This heat, Reinaldo, 68, experiences it with "concern, because cooling even just one room in our house is extremely expensive" in terms of energy to run the air conditioning.
"It's good that there is a center like this for cooling. But the idea that we can't even afford to cool our house is scandalous," he continues, because "we don't have not the luxury of going out and enjoying a breeze.”
With temperatures between 30 and 35 degrees Celsius this week, New York was relatively spared from the extreme heat wave which hit the United States and caused temperatures to rise to 48°C in Las Vegas.
One image still struck people's minds: on Monday, the mobile road bridge which connects the district of Harlem, Manhattan, to the Bronx, remained stuck in the same position for several hours, because the steel was expanded by the heat.
In the Bronx, which has problems of poverty, health and air pollution, certain neighborhoods are even more affected by the heat island effects experienced by large cities due to the lack of trees and the urban density.
“In this neighborhood, (...) we have little shade and the temperature therefore becomes very high, especially when the sun is at its peak,” notes the manager of the Casa Boricua senior center, Sandra Arroyo.
“We are suffocating”
Between the blocks of buildings in this neighborhood with a predominantly Hispanic and African-American population, the few trees are not enough to protect from the humid heat which is difficult to bear for Juan Lorenzo, a 72-year-old Dominican. “We go around the block, and we suffocate,” he whispers.
“You feel so tired,” adds Stephanie Rodriguez, a 21-year-old cashier, sitting on a bench in the shade, in front of her 2-year-old son who is having fun on water games, in the only large park in the entire South Bronx, a neighborhood undergoing economic revitalization.
In her three-room apartment where eight people live, Stephanie says, everyone gathers in the one with an air conditioner.
“We need more green space,” tirelessly pleads the director of the community association South Bronx Unite, Arif Ullah.
A stone's throw from its premises, on the bank facing Harlem and home to waste treatment centers, a power plant and warehouses, heavy goods vehicles come and go. At the very end, a small children's play park is wedged, in full sun, under an interlacing of elevated expressway ramps.
For Arif Ullah, this situation is not inevitable, but “the legacy of discriminatory and racist public policies, which cause a community like this to become an urban heat island, and produce more health problems” .

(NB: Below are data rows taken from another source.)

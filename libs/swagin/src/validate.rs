//! Validation seam. Each application owns its validator; the default one
//! runs the rules declared with `#[derive(validator::Validate)]`.

use validator::{Validate, ValidationErrors, ValidationErrorsKind};

use crate::problem::Violation;

pub trait ModelValidator: Send + Sync + 'static {
    fn validate(&self, model: &dyn Validate) -> Result<(), ValidationErrors>;
}

/// Delegates to the model's own `Validate` implementation.
#[derive(Debug, Default, Clone, Copy)]
pub struct DeriveValidator;

impl ModelValidator for DeriveValidator {
    fn validate(&self, model: &dyn Validate) -> Result<(), ValidationErrors> {
        model.validate()
    }
}

/// Flattens nested validation errors into JSON pointers, sorted by pointer.
pub fn violations(errors: &ValidationErrors) -> Vec<Violation> {
    let mut out = Vec::new();
    collect("", errors, &mut out);
    out.sort_by(|a, b| a.pointer.cmp(&b.pointer));
    out
}

fn collect(prefix: &str, errors: &ValidationErrors, out: &mut Vec<Violation>) {
    for (field, kind) in errors.errors() {
        let pointer = format!("{prefix}/{field}");
        match kind {
            ValidationErrorsKind::Field(list) => {
                for e in list {
                    let detail = match &e.message {
                        Some(message) => message.to_string(),
                        None => format!("failed `{}` check", e.code),
                    };
                    out.push(Violation {
                        detail,
                        pointer: pointer.clone(),
                    });
                }
            }
            ValidationErrorsKind::Struct(inner) => collect(&pointer, inner, out),
            ValidationErrorsKind::List(items) => {
                for (index, inner) in items {
                    collect(&format!("{pointer}/{index}"), inner, out);
                }
            }
        }
    }
}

The South Bronx neighborhoods of Hunts Point and Mott Haven have rates of emergency room visits for respiratory problems attributable to pollution well above the city average, according to a lengthy New York City Hall report from last April, the first to address the issue of “environmental justice”.
City Hall estimates that about 350 people die each year from heat or health problems exacerbated by heat, a mortality that affects African Americans twice as often as whites. Among the aggravating factors, according to the city, is the lack of access to air conditioning at home, which affects the Bronx more than other boroughs.
In the United States, extreme and dangerous heat waves have increased in major cities because of climate change and this phenomenon will continue to worsen, scientists say.